Records from a data collection:
Segment Open
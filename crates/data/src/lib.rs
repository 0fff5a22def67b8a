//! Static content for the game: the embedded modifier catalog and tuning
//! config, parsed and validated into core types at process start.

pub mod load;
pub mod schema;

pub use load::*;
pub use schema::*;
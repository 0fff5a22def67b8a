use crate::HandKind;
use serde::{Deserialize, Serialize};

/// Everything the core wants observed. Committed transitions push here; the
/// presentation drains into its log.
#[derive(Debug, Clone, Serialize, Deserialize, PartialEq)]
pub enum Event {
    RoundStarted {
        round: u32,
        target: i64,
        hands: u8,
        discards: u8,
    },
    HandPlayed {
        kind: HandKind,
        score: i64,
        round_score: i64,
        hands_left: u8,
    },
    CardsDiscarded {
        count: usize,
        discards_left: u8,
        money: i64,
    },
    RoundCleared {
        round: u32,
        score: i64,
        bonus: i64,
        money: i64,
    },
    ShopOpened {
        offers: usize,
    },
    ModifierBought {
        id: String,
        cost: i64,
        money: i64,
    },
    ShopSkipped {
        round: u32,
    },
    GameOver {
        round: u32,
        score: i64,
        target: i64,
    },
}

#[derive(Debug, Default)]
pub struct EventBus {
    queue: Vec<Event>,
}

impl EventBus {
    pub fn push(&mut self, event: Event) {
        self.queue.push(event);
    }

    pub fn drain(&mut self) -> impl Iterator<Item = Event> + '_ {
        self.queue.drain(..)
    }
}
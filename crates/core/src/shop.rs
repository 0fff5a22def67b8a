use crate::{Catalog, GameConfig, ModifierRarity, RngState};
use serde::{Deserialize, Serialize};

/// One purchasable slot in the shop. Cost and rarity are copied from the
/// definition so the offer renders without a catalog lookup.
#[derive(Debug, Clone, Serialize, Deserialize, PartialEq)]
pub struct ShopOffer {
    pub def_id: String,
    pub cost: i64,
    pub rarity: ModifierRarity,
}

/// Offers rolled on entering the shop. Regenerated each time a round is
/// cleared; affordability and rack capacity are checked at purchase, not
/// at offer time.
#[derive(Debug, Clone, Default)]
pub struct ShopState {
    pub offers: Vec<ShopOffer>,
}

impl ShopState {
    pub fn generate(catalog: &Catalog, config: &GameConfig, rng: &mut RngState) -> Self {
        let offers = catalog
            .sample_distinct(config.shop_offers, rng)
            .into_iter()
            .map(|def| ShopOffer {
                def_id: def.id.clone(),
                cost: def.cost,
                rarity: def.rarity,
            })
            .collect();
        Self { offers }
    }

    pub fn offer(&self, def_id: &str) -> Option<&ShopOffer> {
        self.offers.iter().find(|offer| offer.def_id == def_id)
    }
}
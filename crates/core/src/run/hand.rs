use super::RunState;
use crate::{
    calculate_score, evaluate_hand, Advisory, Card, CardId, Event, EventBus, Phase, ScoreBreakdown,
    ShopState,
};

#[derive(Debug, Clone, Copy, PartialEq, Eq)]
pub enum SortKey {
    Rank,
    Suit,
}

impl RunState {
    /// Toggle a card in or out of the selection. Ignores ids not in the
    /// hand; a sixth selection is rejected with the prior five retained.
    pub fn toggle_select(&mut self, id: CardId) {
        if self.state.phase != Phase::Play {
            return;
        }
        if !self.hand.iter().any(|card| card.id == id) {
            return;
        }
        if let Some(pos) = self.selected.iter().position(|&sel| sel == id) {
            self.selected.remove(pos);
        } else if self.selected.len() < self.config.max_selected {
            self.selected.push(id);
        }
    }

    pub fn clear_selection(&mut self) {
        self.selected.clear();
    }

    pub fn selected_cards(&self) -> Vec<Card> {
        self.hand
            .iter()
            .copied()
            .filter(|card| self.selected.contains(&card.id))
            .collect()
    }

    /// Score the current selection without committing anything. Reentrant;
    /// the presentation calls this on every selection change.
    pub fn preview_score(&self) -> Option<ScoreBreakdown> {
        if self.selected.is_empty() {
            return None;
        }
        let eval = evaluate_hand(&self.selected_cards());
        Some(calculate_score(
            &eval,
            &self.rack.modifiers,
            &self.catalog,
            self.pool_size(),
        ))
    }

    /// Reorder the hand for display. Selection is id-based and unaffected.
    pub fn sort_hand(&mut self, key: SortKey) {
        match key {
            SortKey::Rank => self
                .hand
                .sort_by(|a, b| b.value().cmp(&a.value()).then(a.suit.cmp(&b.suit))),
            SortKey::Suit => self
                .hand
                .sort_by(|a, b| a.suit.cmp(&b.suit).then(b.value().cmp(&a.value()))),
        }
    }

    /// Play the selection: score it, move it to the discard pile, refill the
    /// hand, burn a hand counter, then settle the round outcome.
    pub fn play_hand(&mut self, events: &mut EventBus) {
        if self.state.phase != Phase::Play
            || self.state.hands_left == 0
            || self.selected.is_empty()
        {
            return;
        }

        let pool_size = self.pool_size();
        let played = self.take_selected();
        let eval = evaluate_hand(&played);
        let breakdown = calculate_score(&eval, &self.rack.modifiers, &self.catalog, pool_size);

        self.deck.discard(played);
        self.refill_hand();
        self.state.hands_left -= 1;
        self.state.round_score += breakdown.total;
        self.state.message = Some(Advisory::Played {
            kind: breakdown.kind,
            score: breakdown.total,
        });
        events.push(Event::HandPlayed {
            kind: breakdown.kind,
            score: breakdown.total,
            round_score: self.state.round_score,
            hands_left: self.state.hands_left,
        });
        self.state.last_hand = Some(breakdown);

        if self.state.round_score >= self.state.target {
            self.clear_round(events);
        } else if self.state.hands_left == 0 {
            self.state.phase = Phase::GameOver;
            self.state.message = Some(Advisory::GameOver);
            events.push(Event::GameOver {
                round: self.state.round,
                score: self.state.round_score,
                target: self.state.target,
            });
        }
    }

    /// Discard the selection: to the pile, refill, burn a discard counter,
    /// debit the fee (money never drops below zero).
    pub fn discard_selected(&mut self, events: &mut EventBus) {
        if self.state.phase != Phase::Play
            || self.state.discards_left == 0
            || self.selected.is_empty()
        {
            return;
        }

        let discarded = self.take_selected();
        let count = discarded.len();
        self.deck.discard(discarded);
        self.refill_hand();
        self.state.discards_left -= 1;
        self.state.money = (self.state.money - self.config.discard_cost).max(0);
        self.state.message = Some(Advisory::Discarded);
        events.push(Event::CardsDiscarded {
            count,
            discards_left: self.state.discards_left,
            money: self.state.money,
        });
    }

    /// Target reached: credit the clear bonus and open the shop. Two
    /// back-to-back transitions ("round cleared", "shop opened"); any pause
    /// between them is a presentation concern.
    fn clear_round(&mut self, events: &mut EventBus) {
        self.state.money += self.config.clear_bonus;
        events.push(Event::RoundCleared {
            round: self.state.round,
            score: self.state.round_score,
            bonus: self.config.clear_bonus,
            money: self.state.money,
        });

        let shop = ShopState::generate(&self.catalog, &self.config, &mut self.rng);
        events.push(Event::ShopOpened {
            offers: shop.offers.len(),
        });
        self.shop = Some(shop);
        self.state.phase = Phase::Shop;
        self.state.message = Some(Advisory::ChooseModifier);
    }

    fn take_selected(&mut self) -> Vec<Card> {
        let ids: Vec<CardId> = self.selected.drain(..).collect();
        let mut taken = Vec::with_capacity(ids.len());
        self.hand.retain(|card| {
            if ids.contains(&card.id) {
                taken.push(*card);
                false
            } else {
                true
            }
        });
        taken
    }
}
Segment Closed
**Exercise prompt:**
Copy the records above, keeping each line identical.

**Task output:**
filename crates/data/src/lib.rs
repository 0fff5a22def67b8a
//! Static content for the game: the embedded modifier catalog and tuning
//! config, parsed and validated into core types at process start.

pub mod load;
pub mod schema;

pub use load::*;
pub use schema::*;
repository 0fff5a22def67b8a
use crate::HandKind;
use serde::{Deserialize, Serialize};

/// Everything the core wants observed. Committed transitions push here; the
/// presentation drains into its log.
#[derive(Debug, Clone, Serialize, Deserialize, PartialEq)]
pub enum Event {
    RoundStarted {
        round: u32,
        target: i64,
        hands: u8,
        discards: u8,
    },
    HandPlayed {
        kind: HandKind,
        score: i64,
        round_score: i64,
        hands_left: u8,
    },
    CardsDiscarded {
        count: usize,
        discards_left: u8,
        money: i64,
    },
    RoundCleared {
        round: u32,
        score: i64,
        bonus: i64,
        money: i64,
    },
    ShopOpened {
        offers: usize,
    },
    ModifierBought {
        id: String,
        cost: i64,
        money: i64,
    },
    ShopSkipped {
        round: u32,
    },
    GameOver {
        round: u32,
        score: i64,
        target: i64,
    },
}

#[derive(Debug, Default)]
pub struct EventBus {
    queue: Vec<Event>,
}

impl EventBus {
    pub fn push(&mut self, event: Event) {
        self.queue.push(event);
    }

    pub fn drain(&mut self) -> impl Iterator<Item = Event> + '_ {
        self.queue.drain(..)
    }
}
filename crates/core/src/shop.rs
repository 0fff5a22def67b8a
use crate::{Catalog, GameConfig, ModifierRarity, RngState};
use serde::{Deserialize, Serialize};

/// One purchasable slot in the shop. Cost and rarity are copied from the
/// definition so the offer renders without a catalog lookup.
#[derive(Debug, Clone, Serialize, Deserialize, PartialEq)]
pub struct ShopOffer {
    pub def_id: String,
    pub cost: i64,
    pub rarity: ModifierRarity,
}

/// Offers rolled on entering the shop. Regenerated each time a round is
/// cleared; affordability and rack capacity are checked at purchase, not
/// at offer time.
#[derive(Debug, Clone, Default)]
pub struct ShopState {
    pub offers: Vec<ShopOffer>,
}

impl ShopState {
    pub fn generate(catalog: &Catalog, config: &GameConfig, rng: &mut RngState) -> Self {
        let offers = catalog
            .sample_distinct(config.shop_offers, rng)
            .into_iter()
            .map(|def| ShopOffer {
                def_id: def.id.clone(),
                cost: def.cost,
                rarity: def.rarity,
            })
            .collect();
        Self { offers }
    }

    pub fn offer(&self, def_id: &str) -> Option<&ShopOffer> {
        self.offers.iter().find(|offer| offer.def_id == def_id)
    }
}
filename crates/core/src/run/hand.rs
use super::RunState;
use crate::{
    calculate_score, evaluate_hand, Advisory, Card, CardId, Event, EventBus, Phase, ScoreBreakdown,
    ShopState,
};

#[derive(Debug, Clone, Copy, PartialEq, Eq)]
pub enum SortKey {
    Rank,
    Suit,
}

impl RunState {
    /// Toggle a card in or out of the selection. Ignores ids not in the
    /// hand; a sixth selection is rejected with the prior five retained.
    pub fn toggle_select(&mut self, id: CardId) {
        if self.state.phase != Phase::Play {
            return;
        }
        if !self.hand.iter().any(|card| card.id == id) {
            return;
        }
        if let Some(pos) = self.selected.iter().position(|&sel| sel == id) {
            self.selected.remove(pos);
        } else if self.selected.len() < self.config.max_selected {
            self.selected.push(id);
        }
    }

    pub fn clear_selection(&mut self) {
        self.selected.clear();
    }

    pub fn selected_cards(&self) -> Vec<Card> {
        self.hand
            .iter()
            .copied()
            .filter(|card| self.selected.contains(&card.id))
            .collect()
    }

    /// Score the current selection without committing anything. Reentrant;
    /// the presentation calls this on every selection change.
    pub fn preview_score(&self) -> Option<ScoreBreakdown> {
        if self.selected.is_empty() {
            return None;
        }
        let eval = evaluate_hand(&self.selected_cards());
        Some(calculate_score(
            &eval,
            &self.rack.modifiers,
            &self.catalog,
            self.pool_size(),
        ))
    }

    /// Reorder the hand for display. Selection is id-based and unaffected.
    pub fn sort_hand(&mut self, key: SortKey) {
        match key {
            SortKey::Rank => self
                .hand
                .sort_by(|a, b| b.value().cmp(&a.value()).then(a.suit.cmp(&b.suit))),
            SortKey::Suit => self
                .hand
                .sort_by(|a, b| a.suit.cmp(&b.suit).then(b.value().cmp(&a.value()))),
        }
    }

    /// Play the selection: score it, move it to the discard pile, refill the
    /// hand, burn a hand counter, then settle the round outcome.
    pub fn play_hand(&mut self, events: &mut EventBus) {
        if self.state.phase != Phase::Play
            || self.state.hands_left == 0
            || self.selected.is_empty()
        {
            return;
        }

        let pool_size = self.pool_size();
        let played = self.take_selected();
        let eval = evaluate_hand(&played);
        let breakdown = calculate_score(&eval, &self.rack.modifiers, &self.catalog, pool_size);

        self.deck.discard(played);
        self.refill_hand();
        self.state.hands_left -= 1;
        self.state.round_score += breakdown.total;
        self.state.message = Some(Advisory::Played {
            kind: breakdown.kind,
            score: breakdown.total,
        });
        events.push(Event::HandPlayed {
            kind: breakdown.kind,
            score: breakdown.total,
            round_score: self.state.round_score,
            hands_left: self.state.hands_left,
        });
        self.state.last_hand = Some(breakdown);

        if self.state.round_score >= self.state.target {
            self.clear_round(events);
        } else if self.state.hands_left == 0 {
            self.state.phase = Phase::GameOver;
            self.state.message = Some(Advisory::GameOver);
            events.push(Event::GameOver {
                round: self.state.round,
                score: self.state.round_score,
                target: self.state.target,
            });
        }
    }

    /// Discard the selection: to the pile, refill, burn a discard counter,
    /// debit the fee (money never drops below zero).
    pub fn discard_selected(&mut self, events: &mut EventBus) {
        if self.state.phase != Phase::Play
            || self.state.discards_left == 0
            || self.selected.is_empty()
        {
            return;
        }

        let discarded = self.take_selected();
        let count = discarded.len();
        self.deck.discard(discarded);
        self.refill_hand();
        self.state.discards_left -= 1;
        self.state.money = (self.state.money - self.config.discard_cost).max(0);
        self.state.message = Some(Advisory::Discarded);
        events.push(Event::CardsDiscarded {
            count,
            discards_left: self.state.discards_left,
            money: self.state.money,
        });
    }

    /// Target reached: credit the clear bonus and open the shop. Two
    /// back-to-back transitions ("round cleared", "shop opened"); any pause
    /// between them is a presentation concern.
    fn clear_round(&mut self, events: &mut EventBus) {
        self.state.money += self.config.clear_bonus;
        events.push(Event::RoundCleared {
            round: self.state.round,
            score: self.state.round_score,
            bonus: self.config.clear_bonus,
            money: self.state.money,
        });

        let shop = ShopState::generate(&self.catalog, &self.config, &mut self.rng);
        events.push(Event::ShopOpened {
            offers: shop.offers.len(),
        });
        self.shop = Some(shop);
        self.state.phase = Phase::Shop;
        self.state.message = Some(Advisory::ChooseModifier);
    }

    fn take_selected(&mut self) -> Vec<Card> {
        let ids: Vec<CardId> = self.selected.drain(..).collect();
        let mut taken = Vec::with_capacity(ids.len());
        self.hand.retain(|card| {
            if ids.contains(&card.id) {
                taken.push(*card);
                false
            } else {
                true
            }
        });
        taken
    }
}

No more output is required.